Cognitive aging factors further illuminate these usage disparities. Declining working memory and processing speed among older adults can hinder their ability to effectively utilize a broad spectrum of emojis or decipher complex embedded meanings. Despite intact semantic knowledge, the additional cognitive load associated with mastering diverse symbolic forms and employing intricate communicative strategies motivates older users to restrict their emoji repertoire. This pragmatic economizing aligns with Relevance Theory’s principle that communication is optimized when the effort-to-effect ratio is minimized, preserving conversational coherence without taxing mental resources.

A fascinating cultural overlay contextualizes these findings. Chinese cultural norms, deeply influenced by Confucian values, prioritize social harmony, respect, and group cohesion, unlike Western individualistic orientations. Older users exemplify this through a selective, restrained emoji usage pattern that aligns with authoritative and stable self-presentation ideals expected of their age group. Meanwhile, younger users embrace more entrepreneurial and playful emoji forms, leveraging the multimodal potential of digital communication to express adaptability and liveliness.
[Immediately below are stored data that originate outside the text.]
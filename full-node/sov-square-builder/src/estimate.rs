//! Picks the smallest square that can hold a set of parsed transactions.
//!
//! Share usage is computed exactly for every candidate size: transactions in the compact
//! region at the length they will have once malleated for that size, one evidence slot
//! (or more, if the evidence needs it), and every message rounded up to whole shares.

use bytes::Bytes;
use serde::{Deserialize, Serialize};

use crate::config::SquareConfig;
use crate::parser::ParsedTx;
use crate::split::compact_shares_needed;
use crate::utils::delimited_len;

#[derive(Debug, Clone, Copy, PartialEq, Eq, Serialize, Deserialize)]
pub struct Estimate {
    pub square_size: usize,
    /// Shares used by the content at `square_size`
    pub shares_used: usize,
    /// Shares that don't fit even in the largest square. Zero when the content fits.
    pub overflow: usize,
}

/// Compact shares used by the transactions once malleated for `square_size`
pub fn compact_shares_used(txs: &[ParsedTx], square_size: usize, config: &SquareConfig) -> usize {
    let bytes: usize = txs.iter().map(|tx| tx.compact_len(square_size)).sum();
    compact_shares_needed(bytes, config)
}

/// Shares reserved for evidence.
///
/// Any block with content keeps at least one evidence share, even if it has no evidence.
/// An empty block reserves nothing.
pub fn evidence_shares(evidence: &[Bytes], has_txs: bool, config: &SquareConfig) -> usize {
    if evidence.is_empty() && !has_txs {
        return 0;
    }
    let bytes: usize = evidence.iter().map(|item| delimited_len(item.len())).sum();
    compact_shares_needed(bytes, config).max(1)
}

/// Sparse shares used by every message carried by `txs`
pub fn message_shares_used(txs: &[ParsedTx]) -> usize {
    txs.iter().map(ParsedTx::message_shares).sum()
}

/// Every share the content occupies in a square of `square_size`, excluding tail padding
pub fn shares_used(
    txs: &[ParsedTx],
    evidence: &[Bytes],
    square_size: usize,
    config: &SquareConfig,
) -> usize {
    compact_shares_used(txs, square_size, config)
        + evidence_shares(evidence, !txs.is_empty(), config)
        + message_shares_used(txs)
}

/// Returns the smallest allowed square size that holds all of the content.
///
/// If nothing fits, the largest size is returned along with the number of shares
/// that would have to be removed.
pub fn estimate_square_size(
    txs: &[ParsedTx],
    evidence: &[Bytes],
    config: &SquareConfig,
) -> Estimate {
    for square_size in config.square_sizes() {
        let shares_used = shares_used(txs, evidence, square_size, config);
        if shares_used <= square_size * square_size {
            return Estimate {
                square_size,
                shares_used,
                overflow: 0,
            };
        }
    }
    let square_size = config.max_square_size;
    let shares_used = shares_used(txs, evidence, square_size, config);
    Estimate {
        square_size,
        shares_used,
        overflow: shares_used.saturating_sub(config.max_shares()),
    }
}
//! Protobuf messages for transactions that pay for data (blobs) to be included in the square.

use prost::Message;

/// Type URL of [`MsgWirePayForData`] inside a transaction body
pub const WIRE_PAY_FOR_DATA_TYPE_URL: &str = "/payment.MsgWirePayForData";
/// Type URL of [`MsgPayForData`] inside a transaction body
pub const PAY_FOR_DATA_TYPE_URL: &str = "/payment.MsgPayForData";

/// Tx is the standard type used for broadcasting transactions.
#[derive(Clone, PartialEq, ::prost::Message)]
pub struct Tx {
    /// body is the processable content of the transaction
    #[prost(message, optional, tag = "1")]
    pub body: ::core::option::Option<TxBody>,
    #[prost(message, optional, tag = "2")]
    pub auth_info: ::core::option::Option<AuthInfo>,
    /// signatures is a list of signatures that matches the length and order of
    /// AuthInfo's signer_infos.
    #[prost(bytes = "vec", repeated, tag = "3")]
    pub signatures: ::prost::alloc::vec::Vec<::prost::alloc::vec::Vec<u8>>,
}

/// TxBody is the body of a transaction that all signers sign over.
#[derive(Clone, PartialEq, ::prost::Message)]
pub struct TxBody {
    #[prost(message, repeated, tag = "1")]
    pub messages: ::prost::alloc::vec::Vec<::prost_types::Any>,
    #[prost(string, tag = "2")]
    pub memo: ::prost::alloc::string::String,
}

#[derive(Clone, PartialEq, ::prost::Message)]
pub struct AuthInfo {
    #[prost(message, optional, tag = "1")]
    pub fee: ::core::option::Option<Fee>,
}

#[derive(Clone, PartialEq, ::prost::Message)]
pub struct Fee {
    #[prost(uint64, tag = "1")]
    pub amount: u64,
    #[prost(uint64, tag = "2")]
    pub gas_limit: u64,
}

/// MsgWirePayForData is the message submitted by users. It carries the message itself along
/// with a commitment (and a signature over the matching MsgPayForData) for every square size
/// the message might end up in.
#[derive(Clone, PartialEq, ::prost::Message)]
pub struct MsgWirePayForData {
    #[prost(string, tag = "1")]
    pub signer: ::prost::alloc::string::String,
    #[prost(bytes = "bytes", tag = "2")]
    pub message_namespace_id: ::prost::bytes::Bytes,
    #[prost(uint64, tag = "3")]
    pub message_size: u64,
    #[prost(bytes = "bytes", tag = "4")]
    pub message: ::prost::bytes::Bytes,
    #[prost(message, repeated, tag = "5")]
    pub message_share_commitment: ::prost::alloc::vec::Vec<ShareCommitAndSignature>,
}

#[derive(Clone, PartialEq, ::prost::Message)]
pub struct ShareCommitAndSignature {
    /// The square size this commitment was computed for
    #[prost(uint64, tag = "1")]
    pub k: u64,
    #[prost(bytes = "bytes", tag = "2")]
    pub share_commitment: ::prost::bytes::Bytes,
    #[prost(bytes = "bytes", tag = "3")]
    pub signature: ::prost::bytes::Bytes,
}

/// MsgPayForData is what ends up on chain once the message has been detached from its
/// transaction.
#[derive(Clone, PartialEq, ::prost::Message)]
pub struct MsgPayForData {
    #[prost(string, tag = "1")]
    pub signer: ::prost::alloc::string::String,
    #[prost(bytes = "bytes", tag = "2")]
    pub message_namespace_id: ::prost::bytes::Bytes,
    #[prost(uint64, tag = "3")]
    pub message_size: u64,
    #[prost(bytes = "bytes", tag = "4")]
    pub message_share_commitment: ::prost::bytes::Bytes,
}

/// MalleatedTx wraps a transaction that was rewritten by the block producer, linking it to
/// the transaction the user submitted and to the first share of its message.
#[derive(Clone, PartialEq, ::prost::Message)]
pub struct MalleatedTx {
    #[prost(bytes = "bytes", tag = "1")]
    pub original_tx_hash: ::prost::bytes::Bytes,
    #[prost(bytes = "bytes", tag = "2")]
    pub tx: ::prost::bytes::Bytes,
    /// Fixed width, so that the length of the wrapper doesn't depend on where the message lands.
    #[prost(fixed32, tag = "3")]
    pub share_index: u32,
}

impl MalleatedTx {
    /// The encoded length of a wrapper around an inner tx of `tx_len` bytes.
    /// Share indexes are never zero: the first share of the square always holds a transaction.
    pub fn encoded_len_for(tx_len: usize) -> usize {
        MalleatedTx {
            original_tx_hash: vec![0u8; 32].into(),
            tx: vec![0u8; tx_len].into(),
            share_index: 1,
        }
        .encoded_len()
    }
}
Such cultural dimensions crucially affect the social image management strategies embodied in emoji selection and usage contexts.

Quantitatively, the study reveals that while younger adults generate roughly twice as many emoji-inclusive conversations as older adults on WeChat, their relative frequency of emoji use compared to text remains similarly proportional across age groups. This counters earlier research suggesting a wider gap in emoji adoption between ages. Instead, it indicates a generational convergence fueled by increasing digital literacy among older demographics, suggesting that emoji use has matured into a standardized emotional expression tool transcending purely age-related digital divides.
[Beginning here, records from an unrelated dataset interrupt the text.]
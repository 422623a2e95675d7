use borsh::{BorshDeserialize, BorshSerialize};
use bytes::{Buf, Bytes, BytesMut};
use serde::{Deserialize, Serialize};

use crate::namespace::{
    NamespaceId, EVIDENCE_NAMESPACE, NAMESPACE_ID_LEN, TAIL_PADDING_NAMESPACE, TX_NAMESPACE,
};
use crate::utils::read_varint;

/// Compact shares carry 4 reserved bytes pointing at the first unit that begins in them
pub const RESERVED_LEN: usize = 4;
/// Version and sequence-start flag
pub const INFO_LEN: usize = 1;
/// Start shares announce the byte length of their sequence in a big-endian u32
pub const SEQUENCE_LEN_BYTES: usize = 4;
/// The only share format version this crate reads or writes
pub const SHARE_VERSION: u8 = 0;

const INFO_OFFSET: usize = NAMESPACE_ID_LEN;
const SEQUENCE_START_FLAG: u8 = 0x01;

#[derive(Debug, Clone, PartialEq, Eq, thiserror::Error)]
pub enum ShareError {
    #[error("Share does not begin a sequence")]
    NotAStartShare,
    #[error("Unsupported share version {0}")]
    UnsupportedVersion(u8),
    #[error("Share of {0} bytes is too short to hold its header")]
    TooShort(usize),
    #[error("Invalid share encoding: {0}")]
    InvalidEncoding(&'static str),
}

pub(crate) fn info_byte(is_sequence_start: bool) -> u8 {
    (SHARE_VERSION << 1) | u8::from(is_sequence_start)
}

/// One fixed-size cell of the square.
///
/// The variant records whether the share opens a sequence, which decides whether its
/// header carries a sequence length.
#[derive(Debug, Clone, PartialEq, BorshSerialize, BorshDeserialize)]
pub enum Share {
    Continuation(Bytes),
    Start(Bytes),
}

impl Serialize for Share {
    fn serialize<S: serde::Serializer>(&self, serializer: S) -> Result<S::Ok, S::Error> {
        serializer.serialize_bytes(self.as_serialized())
    }
}

impl<'de> Deserialize<'de> for Share {
    fn deserialize<D: serde::Deserializer<'de>>(deserializer: D) -> Result<Self, D::Error> {
        let raw = <Bytes as Deserialize>::deserialize(deserializer)?;
        Share::new(raw).map_err(serde::de::Error::custom)
    }
}

impl AsRef<[u8]> for Share {
    fn as_ref(&self) -> &[u8] {
        self.as_serialized()
    }
}

impl Share {
    /// Wraps raw share bytes after checking the header is readable.
    pub fn new(raw: Bytes) -> Result<Self, ShareError> {
        let Some(&info) = raw.get(INFO_OFFSET) else {
            return Err(ShareError::TooShort(raw.len()));
        };
        let version = info >> 1;
        if version != SHARE_VERSION {
            return Err(ShareError::UnsupportedVersion(version));
        }
        let share = if info & SEQUENCE_START_FLAG == SEQUENCE_START_FLAG {
            Share::Start(raw)
        } else {
            Share::Continuation(raw)
        };
        if share.as_serialized().len() <= share.header_len() {
            return Err(ShareError::TooShort(share.as_serialized().len()));
        }
        Ok(share)
    }

    fn raw(&self) -> &Bytes {
        match self {
            Share::Start(raw) | Share::Continuation(raw) => raw,
        }
    }

    pub fn as_serialized(&self) -> &[u8] {
        self.raw().as_ref()
    }

    pub fn namespace(&self) -> NamespaceId {
        let mut id = [0u8; NAMESPACE_ID_LEN];
        id.copy_from_slice(&self.as_serialized()[..NAMESPACE_ID_LEN]);
        NamespaceId(id)
    }

    pub fn is_sequence_start(&self) -> bool {
        matches!(self, Share::Start(_))
    }

    /// Shares in reserved namespaces use the compact layout
    fn is_compact(&self) -> bool {
        self.namespace().is_reserved()
    }

    /// Bytes before the payload: namespace, info byte, then the optional sequence length
    /// and reserved bytes.
    fn header_len(&self) -> usize {
        let sequence_len = if self.is_sequence_start() { SEQUENCE_LEN_BYTES } else { 0 };
        let reserved = if self.is_compact() { RESERVED_LEN } else { 0 };
        NAMESPACE_ID_LEN + INFO_LEN + sequence_len + reserved
    }

    fn read_u32_at(&self, offset: usize) -> u32 {
        let mut word = [0u8; 4];
        word.copy_from_slice(&self.as_serialized()[offset..offset + 4]);
        u32::from_be_bytes(word)
    }

    pub fn sequence_length(&self) -> Result<u64, ShareError> {
        if !self.is_sequence_start() {
            return Err(ShareError::NotAStartShare);
        }
        Ok(self.read_u32_at(INFO_OFFSET + INFO_LEN) as u64)
    }

    /// Padding shares open an empty sequence
    pub fn is_padding(&self) -> bool {
        self.sequence_length() == Ok(0)
    }

    /// The payload of this share, zero padding included
    pub fn data_ref(&self) -> &[u8] {
        &self.as_serialized()[self.header_len()..]
    }

    /// Offset into the payload of the first unit that begins in this compact share.
    ///
    /// The reserved bytes hold that position measured from the start of the share, with 0
    /// meaning no unit begins here.
    pub fn offset_of_first_unit(&self) -> Option<usize> {
        if !self.is_compact() {
            return None;
        }
        let header = self.header_len();
        match self.read_u32_at(header - RESERVED_LEN) as usize {
            0 => None,
            absolute => absolute.checked_sub(header),
        }
    }

    /// Walks the unit delimiters of a compact share and reports whether one begins at `idx`.
    pub fn is_valid_unit_start(&self, idx: usize) -> bool {
        let Some(mut cursor) = self.offset_of_first_unit() else {
            return false;
        };
        let data = self.data_ref();
        while cursor < data.len() && cursor <= idx {
            if cursor == idx {
                return true;
            }
            match read_varint(&data[cursor..]) {
                Ok((len, delim)) if len > 0 => cursor += delim + len as usize,
                _ => return false,
            }
        }
        false
    }
}

/// A contiguous run of shares sharing one namespace
#[derive(Debug, Clone, PartialEq, Serialize, Deserialize, BorshSerialize, BorshDeserialize)]
pub enum NamespaceGroup {
    /// Reserved namespace: one sequence of length-delimited units
    Compact(Vec<Share>),
    /// Message namespace: one sequence per message, each opened by a start share
    Sparse(Vec<Share>),
}

impl NamespaceGroup {
    /// Classifies by the namespace of the first share. Panics on an empty vector.
    pub fn from_shares_unchecked(shares: Vec<Share>) -> Self {
        if shares[0].is_compact() {
            NamespaceGroup::Compact(shares)
        } else {
            NamespaceGroup::Sparse(shares)
        }
    }

    /// Splits a square into one group per namespace run, in square order.
    pub fn group_square(shares: &[Share]) -> Vec<NamespaceGroup> {
        let mut groups = Vec::new();
        let mut rest = shares;
        while let Some(first) = rest.first() {
            let namespace = first.namespace();
            let len = rest.iter().take_while(|share| share.namespace() == namespace).count();
            let (run, tail) = rest.split_at(len);
            groups.push(Self::from_shares_unchecked(run.to_vec()));
            rest = tail;
        }
        groups
    }

    pub fn shares(&self) -> &[Share] {
        match self {
            NamespaceGroup::Compact(shares) | NamespaceGroup::Sparse(shares) => shares,
        }
    }

    pub fn namespace(&self) -> Option<NamespaceId> {
        self.shares().first().map(Share::namespace)
    }

    /// The sequences in this group. A compact group is a single sequence.
    pub fn blobs(&self) -> Vec<&[Share]> {
        match self {
            NamespaceGroup::Compact(shares) if shares.is_empty() => vec![],
            NamespaceGroup::Compact(shares) => vec![shares.as_slice()],
            NamespaceGroup::Sparse(shares) => {
                let mut sequences = Vec::new();
                let mut rest = shares.as_slice();
                while !rest.is_empty() {
                    let len = 1 + rest[1..]
                        .iter()
                        .take_while(|share| !share.is_sequence_start())
                        .count();
                    let (sequence, tail) = rest.split_at(len);
                    sequences.push(sequence);
                    rest = tail;
                }
                sequences
            }
        }
    }

    /// Decodes the length-delimited units stored in a compact group.
    pub fn compact_units(&self) -> Result<Vec<Bytes>, ShareError> {
        let NamespaceGroup::Compact(shares) = self else {
            return Err(ShareError::InvalidEncoding("expected a compact group"));
        };
        if shares.is_empty() {
            return Ok(vec![]);
        }
        let mut payload = read_sequence(shares)?;
        let mut units = Vec::new();
        while payload.has_remaining() {
            let (len, _) = read_varint(&mut payload)
                .map_err(|_| ShareError::InvalidEncoding("invalid unit length"))?;
            let len = len as usize;
            if len > payload.remaining() {
                return Err(ShareError::InvalidEncoding("unit overruns its sequence"));
            }
            units.push(payload.split_to(len));
        }
        Ok(units)
    }

    /// Decodes every message stored in a sparse group, skipping padding.
    pub fn sparse_messages(&self) -> Result<Vec<Bytes>, ShareError> {
        if let NamespaceGroup::Compact(_) = self {
            return Err(ShareError::InvalidEncoding("expected a sparse group"));
        }
        self.blobs()
            .into_iter()
            .filter(|sequence| !sequence[0].is_padding())
            .map(read_sequence)
            .collect()
    }
}

/// Joins the payloads of a sequence's shares and cuts off the zero padding.
///
/// The first share must open the sequence, and the shares must hold at least as many
/// payload bytes as it announces.
pub fn read_sequence(shares: &[Share]) -> Result<Bytes, ShareError> {
    let first = shares.first().ok_or(ShareError::InvalidEncoding("empty sequence"))?;
    let announced = first.sequence_length()? as usize;
    let mut payload = BytesMut::with_capacity(announced);
    for share in shares {
        let wanted = announced - payload.len();
        if wanted == 0 {
            break;
        }
        let data = share.data_ref();
        payload.extend_from_slice(&data[..wanted.min(data.len())]);
    }
    if payload.len() < announced {
        return Err(ShareError::InvalidEncoding(
            "sequence length exceeds the data in its shares",
        ));
    }
    Ok(payload.freeze())
}

/// Reads a square back into its transactions, evidence and messages.
///
/// Tail padding is skipped. Reserved namespaces other than transactions and evidence
/// are rejected.
pub fn parse_square(shares: &[Share]) -> Result<ParsedSquare, ShareError> {
    let mut parsed = ParsedSquare::default();
    for group in NamespaceGroup::group_square(shares) {
        let Some(namespace) = group.namespace() else {
            continue;
        };
        match namespace {
            TX_NAMESPACE => parsed.txs.extend(group.compact_units()?),
            EVIDENCE_NAMESPACE => parsed.evidence.extend(group.compact_units()?),
            TAIL_PADDING_NAMESPACE => {}
            ns if ns.is_reserved() => {
                return Err(ShareError::InvalidEncoding("unknown reserved namespace"))
            }
            ns => parsed.messages.extend(
                group
                    .sparse_messages()?
                    .into_iter()
                    .map(|message| (ns, message)),
            ),
        }
    }
    Ok(parsed)
}

/// The contents of a square, as recovered by [`parse_square`]
#[derive(Debug, Clone, Default, PartialEq)]
pub struct ParsedSquare {
    pub txs: Vec<Bytes>,
    pub evidence: Vec<Bytes>,
    pub messages: Vec<(NamespaceId, Bytes)>,
}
The “substituting” function manifests differently between age cohorts in terms of preferred emoji types and conversational roles. Younger adults often employ more abstract, cartoonish emojis serving as polite conversational closers, infusing interactions with playfulness and subtle social cues. Conversely, older adults gravitate toward direct, textually explicit emojis that straightforwardly extend greetings or confirm understanding. These divergent practices exemplify subgroup communication norms: younger users amplify contextual richness at the cost of higher interpretive demands, whereas older users prioritize clarity and minimal processing overhead.
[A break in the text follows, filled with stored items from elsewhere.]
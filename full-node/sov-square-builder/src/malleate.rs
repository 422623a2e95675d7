//! Detaches messages from the transactions that pay for them.
//!
//! Each blob-carrying transaction is rewritten for a specific square size: its wire message is
//! replaced by a [`MsgPayForData`] carrying the commitment for that size, and the message is
//! placed in the sparse region of the square. Commitments computed for one size are
//! meaningless at another, so all of this must be redone whenever the size changes.

use borsh::{BorshDeserialize, BorshSerialize};
use bytes::Bytes;
use prost::Message;
use prost_types::Any;
use serde::{Deserialize, Serialize};
use tracing::debug;

use crate::config::SquareConfig;
use crate::diagnostics::{Rejected, RejectionReason};
use crate::estimate::evidence_shares;
use crate::namespace::NamespaceId;
use crate::parser::{BlobReference, ParsedTx};
use crate::pfd::{MalleatedTx, MsgPayForData, ShareCommitAndSignature, Tx, PAY_FOR_DATA_TYPE_URL};
use crate::share_commit::{message_commitment, CommitmentError};
use crate::split::compact_shares_needed;
use crate::utils::delimited_len;

#[derive(Debug, Clone, PartialEq, Eq, thiserror::Error)]
pub enum MalleationError {
    #[error("No commitment was declared for square size {square_size}")]
    MissingCommitment { square_size: usize },
    #[error("Declared commitment for square size {square_size} doesn't match the message")]
    CommitmentMismatch { square_size: usize },
    #[error(transparent)]
    Commitment(#[from] CommitmentError),
    #[error("Share index {0} doesn't fit in the wire format")]
    ShareIndexOverflow(usize),
}

/// A message detached from its transaction, with its position in the square.
#[derive(
    Debug, Clone, PartialEq, Eq, Serialize, Deserialize, BorshSerialize, BorshDeserialize,
)]
pub struct PlacedMessage {
    pub namespace: NamespaceId,
    pub data: Bytes,
    /// Index of the first share of the message, counting from the top-left of the square
    pub share_index: usize,
    pub share_count: usize,
    pub commitment: [u8; 32],
    /// Position of the paying transaction in the input
    pub tx_index: usize,
}

impl PlacedMessage {
    /// The range of shares occupied by the message
    pub fn share_range(&self) -> std::ops::Range<usize> {
        self.share_index..self.share_index + self.share_count
    }
}

/// Output of [`malleate_txs`]
#[derive(Debug, Clone, Default)]
pub struct Malleated {
    /// Transactions as they go into the square, in input order
    pub txs: Vec<Bytes>,
    /// Messages sorted by namespace, then by input order
    pub messages: Vec<PlacedMessage>,
    pub rejected: Vec<Rejected>,
}

/// Rebuilds the transaction behind `blob` with its wire message swapped for a
/// [`MsgPayForData`] committing to the message at a single square size.
pub(crate) fn pay_for_data_tx(blob: &BlobReference, commitment: &ShareCommitAndSignature) -> Tx {
    let pay_for_data = MsgPayForData {
        signer: blob.signer.clone(),
        message_namespace_id: Bytes::copy_from_slice(blob.namespace.as_bytes()),
        message_size: blob.message.len() as u64,
        message_share_commitment: commitment.share_commitment.clone(),
    };
    let mut tx = blob.tx.clone();
    if let Some(body) = tx.body.as_mut() {
        body.messages[blob.wire_msg_index] = Any {
            type_url: PAY_FOR_DATA_TYPE_URL.to_string(),
            value: pay_for_data.encode_to_vec(),
        };
    }
    tx.signatures = vec![commitment.signature.to_vec()];
    tx
}

/// Checks the declared commitment for `square_size` and returns the rewritten transaction
/// along with the commitment.
fn malleate_blob(
    blob: &BlobReference,
    square_size: usize,
    config: &SquareConfig,
) -> Result<(Bytes, [u8; 32]), MalleationError> {
    let declared = blob
        .commitment_for(square_size)
        .ok_or(MalleationError::MissingCommitment { square_size })?;
    let commitment = message_commitment(blob.namespace, &blob.message, square_size, config)?;
    if declared.share_commitment.as_ref() != commitment.as_slice() {
        return Err(MalleationError::CommitmentMismatch { square_size });
    }
    let tx = pay_for_data_tx(blob, declared).encode_to_vec();
    Ok((tx.into(), commitment))
}

/// Malleates every blob-carrying transaction for a square of `square_size` and places
/// the detached messages.
///
/// Messages start right after the compact region (transactions, then evidence) and are
/// laid out by namespace. Transactions that can't be malleated are reported in
/// [`Malleated::rejected`]; the placement of the remaining ones is only final once
/// nothing is rejected.
pub fn malleate_txs(
    txs: &[ParsedTx],
    evidence: &[Bytes],
    square_size: usize,
    config: &SquareConfig,
) -> Malleated {
    let mut malleated = Malleated::default();
    // (position in `txs`, inner tx, commitment)
    let mut blobs = Vec::new();
    let mut compact_bytes = 0;

    for (position, tx) in txs.iter().enumerate() {
        let Some(blob) = &tx.blob else {
            compact_bytes += delimited_len(tx.raw.len());
            continue;
        };
        match malleate_blob(blob, square_size, config) {
            Ok((inner, commitment)) => {
                compact_bytes += delimited_len(MalleatedTx::encoded_len_for(inner.len()));
                blobs.push((position, inner, commitment));
            }
            Err(err) => {
                debug!(
                    index = tx.index,
                    square_size,
                    error = %err,
                    "Failed to malleate transaction"
                );
                malleated.rejected.push(Rejected {
                    index: tx.index,
                    tx_hash: tx.hash(),
                    reason: RejectionReason::Malleation(err),
                });
            }
        }
    }

    let has_txs = txs.len() > malleated.rejected.len();
    let mut next_share = compact_shares_needed(compact_bytes, config)
        + evidence_shares(evidence, has_txs, config);

    // Sorting is stable, so messages in the same namespace keep their input order
    blobs.sort_by_key(|(position, _, _)| blob_of(&txs[*position]).map(|blob| blob.namespace));

    let mut share_indexes = vec![None; txs.len()];
    for (position, _, commitment) in &blobs {
        let tx = &txs[*position];
        let Some(blob) = blob_of(tx) else {
            continue;
        };
        share_indexes[*position] = Some(next_share);
        malleated.messages.push(PlacedMessage {
            namespace: blob.namespace,
            data: blob.message.clone(),
            share_index: next_share,
            share_count: blob.share_count,
            commitment: *commitment,
            tx_index: tx.index,
        });
        next_share += blob.share_count;
    }

    let mut inner_txs: Vec<Option<Bytes>> = vec![None; txs.len()];
    for (position, inner, _) in blobs {
        inner_txs[position] = Some(inner);
    }

    for (position, tx) in txs.iter().enumerate() {
        match (tx.blob.is_some(), inner_txs[position].take(), share_indexes[position]) {
            (false, _, _) => malleated.txs.push(tx.raw.clone()),
            (true, Some(inner), Some(share_index)) => {
                let share_index = match u32::try_from(share_index) {
                    Ok(share_index) => share_index,
                    Err(_) => {
                        malleated.rejected.push(Rejected {
                            index: tx.index,
                            tx_hash: tx.hash(),
                            reason: RejectionReason::Malleation(
                                MalleationError::ShareIndexOverflow(share_index),
                            ),
                        });
                        continue;
                    }
                };
                let wrapped = MalleatedTx {
                    original_tx_hash: Bytes::copy_from_slice(&tx.hash()),
                    tx: inner,
                    share_index,
                };
                malleated.txs.push(wrapped.encode_to_vec().into());
            }
            // Rejected above
            (true, _, _) => {}
        }
    }
    malleated
}

fn blob_of(tx: &ParsedTx) -> Option<&BlobReference> {
    tx.blob.as_ref()
}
The underutilization of “challenging” emojis—those relying on irony, sarcasm, or banter—is particularly striking for the older group, with zero recorded occurrences. This functional absence likely reflects a preference for unambiguous, efficient communication modes rooted in cultural expectations and age-related cognitive pragmatics. Moreover, older adults’ inclination toward formal language styles reinforces the avoidance of nuanced or indirect emoji functions that might introduce ambiguity or misinterpretation, especially in emotionally salient exchanges.

Digital literacy emerges as a pivotal factor underpinning younger users’ broader and more versatile emoji repertoire. Having grown up immersed in digital environments, younger adults display enhanced technical competence, enabling fluid multimodal communication and experimentation with diverse emoji categories. Meanwhile, older adults, often adopting digital tools later in life, face steeper learning curves exacerbated by cognitive aging. These barriers contribute to more conservative emoji use patterns, aimed at reducing cognitive strain and ensuring communicative efficiency within familiar interpretive frameworks.

Interviews supplementing the quantitative analyses affirm these patterns, with older participants reporting less confidence navigating WeChat’s emoji interfaces and operating principles. Insights from these qualitative data underscore the entrenchment of age-specific digital habits shaped by exposure timing, technological familiarity, and cognitive resource availability. Consequently, emoji use is not solely a function of personal preference but intricately entwined with broader developmental, cognitive, and sociocultural contingencies.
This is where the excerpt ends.